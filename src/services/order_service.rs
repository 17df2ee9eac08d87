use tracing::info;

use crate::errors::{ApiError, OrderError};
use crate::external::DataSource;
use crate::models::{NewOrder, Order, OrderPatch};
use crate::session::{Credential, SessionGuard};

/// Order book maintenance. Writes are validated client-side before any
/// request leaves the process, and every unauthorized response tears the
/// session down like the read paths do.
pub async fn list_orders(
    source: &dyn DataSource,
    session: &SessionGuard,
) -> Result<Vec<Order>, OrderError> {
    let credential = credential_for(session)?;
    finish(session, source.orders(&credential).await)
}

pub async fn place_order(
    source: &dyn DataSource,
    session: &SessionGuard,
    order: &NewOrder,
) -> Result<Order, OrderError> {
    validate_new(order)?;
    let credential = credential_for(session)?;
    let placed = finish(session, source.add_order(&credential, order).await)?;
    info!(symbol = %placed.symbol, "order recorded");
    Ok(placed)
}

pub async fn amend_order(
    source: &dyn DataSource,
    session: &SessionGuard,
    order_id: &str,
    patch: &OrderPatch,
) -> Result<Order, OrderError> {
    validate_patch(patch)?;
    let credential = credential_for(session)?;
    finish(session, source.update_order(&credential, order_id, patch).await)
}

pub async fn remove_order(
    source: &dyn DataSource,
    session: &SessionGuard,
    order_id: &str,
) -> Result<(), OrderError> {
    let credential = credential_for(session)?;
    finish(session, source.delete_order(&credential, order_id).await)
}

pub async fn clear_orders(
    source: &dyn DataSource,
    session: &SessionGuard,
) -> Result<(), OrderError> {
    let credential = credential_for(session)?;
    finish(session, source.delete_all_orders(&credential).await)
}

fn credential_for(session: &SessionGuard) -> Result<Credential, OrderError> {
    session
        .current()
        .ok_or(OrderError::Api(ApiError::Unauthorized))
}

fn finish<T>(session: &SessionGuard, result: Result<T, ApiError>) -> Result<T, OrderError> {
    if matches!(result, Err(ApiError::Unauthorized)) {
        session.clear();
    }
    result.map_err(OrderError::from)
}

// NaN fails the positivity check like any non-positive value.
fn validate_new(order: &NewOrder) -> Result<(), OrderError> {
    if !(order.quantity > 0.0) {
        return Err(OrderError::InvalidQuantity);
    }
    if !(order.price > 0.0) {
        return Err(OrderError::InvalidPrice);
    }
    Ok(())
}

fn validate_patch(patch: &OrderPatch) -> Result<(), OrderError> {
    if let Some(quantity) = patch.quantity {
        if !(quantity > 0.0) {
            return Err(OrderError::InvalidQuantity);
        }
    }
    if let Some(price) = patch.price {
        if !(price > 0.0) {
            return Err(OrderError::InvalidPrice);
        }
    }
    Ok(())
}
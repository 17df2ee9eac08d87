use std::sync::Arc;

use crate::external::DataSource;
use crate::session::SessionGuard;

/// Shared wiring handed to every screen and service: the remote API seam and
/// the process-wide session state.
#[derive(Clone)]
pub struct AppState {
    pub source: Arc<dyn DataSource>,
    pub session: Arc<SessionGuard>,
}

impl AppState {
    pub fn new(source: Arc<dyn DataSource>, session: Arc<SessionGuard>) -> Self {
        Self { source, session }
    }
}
══════════
## Work task
Your output should be the lines from the one with "use crate::session::SessionGuard;" through the last line of the entries above, copied exactly and nothing more.

## Answer section
use crate::session::SessionGuard;

/// Shared wiring handed to every screen and service: the remote API seam and
/// the process-wide session state.
#[derive(Clone)]
pub struct AppState {
    pub source: Arc<dyn DataSource>,
    pub session: Arc<SessionGuard>,
}

impl AppState {
    pub fn new(source: Arc<dyn DataSource>, session: Arc<SessionGuard>) -> Self {
        Self { source, session }
    }
}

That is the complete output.